Todo partió como una idea de mejorar el mercado ovino chileno. Hace unos cuatro años la familia Berckemeyer –con 50 años de tradición ovejera– decidió buscar una raza que proporcionara mayores y mejores frutos al negocio que desarrollan a través de su empresa Southlamb. Como el cordero local tiene poca carne y su lana llegó […]

  • 4 marzo, 2009

Todo partió como una idea de mejorar el mercado ovino chileno. Hace unos cuatro años la familia Berckemeyer –con 50 años de tradición ovejera– decidió buscar una raza que proporcionara mayores y mejores frutos al negocio que desarrollan a través de su empresa Southlamb. Como el cordero local tiene poca carne y su lana llegó a comercializarse a muy bajos precios, la idea era mejorar las perspectivas de la empresa en el mediano plazo.
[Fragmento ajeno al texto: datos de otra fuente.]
use crate::schedule::Direction;
use serde::{Deserialize, Serialize};
use utoipa::ToSchema;

/// Where a journey's next departure came from: an actual live train, or a
/// projection from the route's published frequency.
#[derive(Debug, Clone, Copy, PartialEq, Eq, Serialize, Deserialize, ToSchema)]
#[serde(rename_all = "lowercase")]
pub enum DepartureSource {
    Live,
    Scheduled,
}

#[derive(Debug, Clone, Serialize, Deserialize, ToSchema)]
pub struct NextDeparture {
    pub source: DepartureSource,
    /// Set when source is `live`
    pub train_id: Option<String>,
    /// Departure from the origin station (ISO 8601)
    pub departure_time: String,
    /// Arrival at the destination station (ISO 8601)
    pub arrival_time: String,
    pub wait_minutes: i64,
}

#[derive(Debug, Clone, Serialize, Deserialize, ToSchema)]
pub struct JourneyPlan {
    pub from_station_id: String,
    pub to_station_id: String,
    pub route_id: String,
    pub route_name: String,
    pub direction: Direction,
    pub total_time_secs: u32,
    pub total_distance_km: f64,
    /// Stations visited, in travel order (inclusive of both ends)
    pub station_sequence: Vec<String>,
    pub next_departure: Option<NextDeparture>,
}

#[derive(Debug, Clone, Serialize, Deserialize, ToSchema)]
pub struct JourneyPlanResponse {
    /// Null when no single route connects the two stations
    pub plan: Option<JourneyPlan>,
    /// Timestamp when the plan was calculated (ISO 8601)
    pub timestamp: String,
}
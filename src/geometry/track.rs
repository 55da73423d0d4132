/// Track geometry store: the physical rail polylines the geometry mapper
/// draws from. The dataset is prepared offline and loaded once; retention is
/// decided by an ordered list of named filter rules so the exclusion policy
/// is data, not scattered conditionals.
use crate::config::BoundingBox;
use serde::{Deserialize, Serialize};
use std::collections::{HashMap, HashSet};
use std::path::Path;
use tracing::{debug, info};

#[derive(Debug, Clone, Default, Serialize, Deserialize)]
pub struct TrackAttributes {
    #[serde(default)]
    pub name: Option<String>,
    #[serde(default)]
    pub electrified: Option<bool>,
    /// OSM-style usage tag: main, branch, industrial, military, test...
    #[serde(default)]
    pub usage: Option<String>,
    /// OSM-style service tag: yard, siding, spur, crossover.
    #[serde(default)]
    pub service: Option<String>,
    #[serde(default)]
    pub tunnel: bool,
    #[serde(default)]
    pub bridge: bool,
    /// Track gauge in millimeters.
    #[serde(default)]
    pub gauge: Option<u32>,
}

#[derive(Debug, Clone, Serialize, Deserialize)]
pub struct TrackPolyline {
    pub id: i64,
    /// [lon, lat] points in track order.
    pub coordinates: Vec<[f64; 2]>,
    #[serde(default)]
    pub attributes: TrackAttributes,
}

impl TrackPolyline {
    pub fn name(&self) -> Option<&str> {
        self.attributes.name.as_deref()
    }
}

/// Track features excluded from geometry mapping, by id or by name. Fed by
/// the startup config and grown interactively through the debug interface
/// when a polyline turns out to be a bad match.
#[derive(Debug, Clone, Default)]
pub struct ExclusionSet {
    pub ids: HashSet<i64>,
    pub names: HashSet<String>,
}

impl ExclusionSet {
    pub fn from_lists(ids: &[i64], names: &[String]) -> Self {
        Self {
            ids: ids.iter().copied().collect(),
            names: names.iter().cloned().collect(),
        }
    }

    pub fn excludes(&self, polyline: &TrackPolyline) -> bool {
        if self.ids.contains(&polyline.id) {
            return true;
        }
        polyline.name().is_some_and(|n| self.names.contains(n))
    }

    pub fn len(&self) -> usize {
        self.ids.len() + self.names.len()
    }

    pub fn is_empty(&self) -> bool {
        self.ids.is_empty() && self.names.is_empty()
    }
}

pub struct FilterContext<'a> {
    pub exclusions: &'a ExclusionSet,
    pub bounding_box: Option<BoundingBox>,
}

/// A named retention predicate. Returns true when the polyline passes.
pub struct FilterRule {
    pub name: &'static str,
    pub check: fn(&TrackPolyline, &FilterContext) -> bool,
}

const NON_PASSENGER_USAGE: [&str; 3] = ["industrial", "military", "test"];
const SERVICE_TRACK_TAGS: [&str; 4] = ["yard", "siding", "spur", "crossover"];
const STANDARD_GAUGE_MM: u32 = 1435;

/// Retention rules, applied in order; the first failing rule is the one
/// reported for a dropped polyline.
pub const RETENTION_RULES: &[FilterRule] = &[
    FilterRule {
        name: "excluded-id",
        check: |p, ctx| !ctx.exclusions.ids.contains(&p.id),
    },
    FilterRule {
        name: "excluded-name",
        check: |p, ctx| !p.name().is_some_and(|n| ctx.exclusions.names.contains(n)),
    },
    FilterRule {
        name: "too-few-points",
        check: |p, _| p.coordinates.len() >= 2,
    },
    FilterRule {
        name: "non-passenger-usage",
        check: |p, _| {
            !p.attributes
                .usage
                .as_deref()
                .is_some_and(|u| NON_PASSENGER_USAGE.contains(&u))
        },
    },
    FilterRule {
        name: "service-track",
        check: |p, _| {
            !p.attributes
                .service
                .as_deref()
                .is_some_and(|s| SERVICE_TRACK_TAGS.contains(&s))
        },
    },
    FilterRule {
        name: "wrong-gauge",
        check: |p, _| p.attributes.gauge.is_none_or(|g| g == STANDARD_GAUGE_MM),
    },
    FilterRule {
        name: "outside-bounding-box",
        check: |p, ctx| match ctx.bounding_box {
            Some(bbox) => p.coordinates.iter().any(|&c| bbox.contains(c)),
            None => true,
        },
    },
];

#[derive(Debug, Deserialize)]
struct TrackFile {
    features: Vec<TrackPolyline>,
}

#[derive(Debug, Default)]
pub struct TrackStore {
    polylines: Vec<TrackPolyline>,
}

impl TrackStore {
    pub fn load<P: AsRef<Path>>(path: P) -> Result<Self, TrackError> {
        let content = std::fs::read_to_string(path.as_ref())
            .map_err(|e| TrackError::ReadError(e.to_string()))?;
        let file: TrackFile =
            serde_json::from_str(&content).map_err(|e| TrackError::ParseError(e.to_string()))?;
        info!(polylines = file.features.len(), "Loaded track geometry");
        Ok(Self {
            polylines: file.features,
        })
    }

    /// Empty store for degraded straight-line-only operation.
    pub fn empty() -> Self {
        Self::default()
    }

    pub fn len(&self) -> usize {
        self.polylines.len()
    }

    pub fn is_empty(&self) -> bool {
        self.polylines.is_empty()
    }

    /// Polylines that pass every retention rule. Drops are counted per rule
    /// and logged once per pass.
    pub fn retained(&self, ctx: &FilterContext) -> Vec<&TrackPolyline> {
        let mut dropped: HashMap<&'static str, usize> = HashMap::new();
        let mut retained = Vec::new();

        'polylines: for polyline in &self.polylines {
            for rule in RETENTION_RULES {
                if !(rule.check)(polyline, ctx) {
                    *dropped.entry(rule.name).or_insert(0) += 1;
                    debug!(
                        polyline_id = polyline.id,
                        name = polyline.name().unwrap_or(""),
                        rule = rule.name,
                        "Dropped track polyline"
                    );
                    continue 'polylines;
                }
            }
            retained.push(polyline);
        }

        info!(
            total = self.polylines.len(),
            retained = retained.len(),
            dropped = ?dropped,
            "Filtered track polylines"
        );
        retained
    }
}

#[derive(Debug, thiserror::Error)]
pub enum TrackError {
    #[error("Failed to read track geometry file: {0}")]
    ReadError(String),
    #[error("Failed to parse track geometry: {0}")]
    ParseError(String),
}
Así, salieron a la búsqueda de todas las oportunidades disponibles en Internet, hasta que dieron con la que más les atrajo: la raza neozelandesa Highlander, caracterizada por tener menos lana y más y mejor carne, con menos grasa y, de paso, menos colesterol. Con el apoyo de Innova Bío Bío y la Universidad de Concepción, importaron en 2005 embriones congelados para implantarlos en ovejas chilenas y utilizarlas como incubadoras. La idea fue todo un éxito, porque la carne ya está siendo comercializada en la zona sur del país y resulta económicamente más atractiva que otras alternativas, como el vacuno. Lo mejor es que sus cualidades como negocio son muy apetecidas, pues tienen un crecimiento muy acelerado y en apenas 80 días ya llegan a pesar unos 35 kilos.

Por eso, decidieron iniciar una segunda etapa en esto de mejorar la raza. Lo que comenzaron a hacer fue cruzar carneros importados con ovejas nacionales, obteniendo un cordero con carga genética 50% y 50% de cada progenitor. A estos se les denominó F1 y luego los volvieron a cruzar con ejemplares importados sucesivas veces (incluso hasta el nivel F4), cuando finalmente el cordero tiene un 94% de carga genética neozelandesa. La estimación es que en la Región del Bío Bío ya existen aproximadamente unos 300 mil descendientes de estos ovinos.

Lo que viene ahora es masificar todavía más la nueva especie en Chile. El gerente comercial de Southlamb, Eduardo Soto, explica que aunque han vendido carneros reproductores de San Fernando a Osorno, el volumen crítico aún es bajo para abarcar el mercado nacional a plenitud. Por eso, entre sus desafíos futuros está encontrar empresarios que quieran criar razas finas o mejorar la genética de sus razas actuales. Sólo así podrán aspirar a mejorar el consumo nacional de cordero y llegar al mercado principal, Santiago, donde hoy sólo venden tímidamente parte de su producción.